The data analytics capabilities acquired by the Company last year helps capturing relevant information for decision-making across various businesses. The information dashboards so generated helped the management and operating teams to have real-time information on process controls and take pro-active steps to manage operations.
Human Resource Development
As our businesses are people oriented, we continued to constantly look at opportunities for enhancing our Employee polices and framework during the year.
Our Talent Acquisition framework focuses on hiring people with right attitude and skill. The company has been able to attract talent from IIMs, B-Schools and lateral hire to support the organisation growth in areas such as "Operations", "data Analytics", "product design" etc., which will add immense value to our Businesses and customers.
We continued to drive digitisation of HR processes, for speed and ease of work and transparency. Our Performance Management System has been digitised leading to sharper focus on goal setting in alignment to our Annual plan. Our Employees experience Quarterly goal setup and performance feedback, thereby driving a high-performance culture in the organisation.
We recognised best performers with awards at different forums for Individual and team performance as part of our Employee motivation and Communication program.
A structured Talent Management framework has been evolved, wherein the Top talent based on performance and potential (matrix) are identified and for a yearlong learning intervention to prepare them for the next/larger role in the organisation.
Employees Learning and
Development initiatives continued with investment in skill enhancement programs across levels. Our Employees have been given exposure to AI, ML, data analytics, six sigma process and other tools that would help them to upskill and deliver better results.
In our Services Business, we continue to work closely with our Engineers/ Agents for multiskilling, support them with routine soft skills and behavioural training through classroom and e-learning platforms.
The Company has taken up various process improvement and break through projects during the year, which involves Employees working in teams cutting across functions resulting in Business benefits and building our talent for the future.
To support the growth and aspirations of our Employees, structured job rotation/role enhancement opportunities were created to meet the aspirations of Individuals thereby building a strong succession plan for the Organisation and investing in Key Talent to build organisation capability.

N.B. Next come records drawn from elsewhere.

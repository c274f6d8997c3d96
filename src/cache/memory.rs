//! 进程内缓存实现，供单机调试和测试使用。
//!
//! 过期时间使用 `tokio::time::Instant`，测试中可以配合 `tokio::time::pause`
//! 推进时间。

use std::collections::HashMap;
use std::sync::atomic::{AtomicBool, Ordering};
use std::time::Duration;

use async_trait::async_trait;
use parking_lot::Mutex;
use tokio::time::Instant;

use super::client::KeyValueCache;
use crate::error::StoreError;

struct Entry {
    value: String,
    expires_at: Option<Instant>,
}

impl Entry {
    fn is_expired(&self, now: Instant) -> bool {
        self.expires_at.is_some_and(|at| at <= now)
    }
}

pub struct MemoryCache {
    entries: Mutex<HashMap<String, Entry>>,
    available: AtomicBool,
}

impl Default for MemoryCache {
    fn default() -> Self {
        Self::new()
    }
}

impl MemoryCache {
    pub fn new() -> Self {
        Self {
            entries: Mutex::new(HashMap::new()),
            available: AtomicBool::new(true),
        }
    }

    /// 模拟缓存不可达
    pub fn set_available(&self, available: bool) {
        self.available.store(available, Ordering::SeqCst);
    }

    fn check(&self) -> Result<(), StoreError> {
        if self.available.load(Ordering::SeqCst) {
            Ok(())
        } else {
            Err(StoreError::Unavailable("memory cache offline".into()))
        }
    }

    /// 取出未过期的条目，顺带清理已过期的
    fn with_live<T>(&self, key: &str, f: impl FnOnce(Option<&mut Entry>) -> T) -> T {
        let mut entries = self.entries.lock();
        if entries.get(key).is_some_and(|e| e.is_expired(Instant::now())) {
            entries.remove(key);
        }
        f(entries.get_mut(key))
    }
}

#[async_trait]
impl KeyValueCache for MemoryCache {
    async fn get(&self, key: &str) -> Result<Option<String>, StoreError> {
        self.check()?;
        Ok(self.with_live(key, |entry| entry.map(|e| e.value.clone())))
    }

    async fn set(&self, key: &str, value: &str) -> Result<(), StoreError> {
        self.check()?;
        self.entries.lock().insert(
            key.to_string(),
            Entry {
                value: value.to_string(),
                expires_at: None,
            },
        );
        Ok(())
    }

    async fn set_nx(&self, key: &str, value: &str) -> Result<bool, StoreError> {
        self.check()?;
        let mut entries = self.entries.lock();
        if entries.get(key).is_some_and(|e| !e.is_expired(Instant::now())) {
            return Ok(false);
        }
        entries.insert(
            key.to_string(),
            Entry {
                value: value.to_string(),
                expires_at: None,
            },
        );
        Ok(true)
    }

    async fn expire(&self, key: &str, ttl: Duration) -> Result<bool, StoreError> {
        self.check()?;
        Ok(self.with_live(key, |entry| match entry {
            Some(e) => {
                e.expires_at = Some(Instant::now() + ttl);
                true
            }
            None => false,
        }))
    }

    async fn ttl(&self, key: &str) -> Result<Option<Duration>, StoreError> {
        self.check()?;
        Ok(self.with_live(key, |entry| {
            entry
                .and_then(|e| e.expires_at)
                .map(|at| at.saturating_duration_since(Instant::now()))
        }))
    }

    async fn del(&self, key: &str) -> Result<bool, StoreError> {
        self.check()?;
        Ok(self.entries.lock().remove(key).is_some())
    }

    async fn incr(&self, key: &str) -> Result<i64, StoreError> {
        self.check()?;
        let mut entries = self.entries.lock();
        let now = Instant::now();
        if entries.get(key).is_some_and(|e| e.is_expired(now)) {
            entries.remove(key);
        }
        let entry = entries.entry(key.to_string()).or_insert(Entry {
            value: "0".to_string(),
            expires_at: None,
        });
        let next = entry.value.parse::<i64>().map_err(|_| {
            StoreError::Unavailable(format!("value of {} is not an integer", key))
        })? + 1;
        entry.value = next.to_string();
        Ok(next)
    }
}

Statements in the Management Discussion and Analysis Report describing the Companys objectives, projections, estimates and expectations may be "forward looking statements" within the meaning of applicable securities laws and regulations. Actual results could differ materially from those expressed or implied. Important factors that could make a difference to the Companys operations, include, among others, economic conditions affecting demand/supply and price conditions in the domestic and overseas markets, changes in Government regulations, tax laws and other statutes and incidental factors.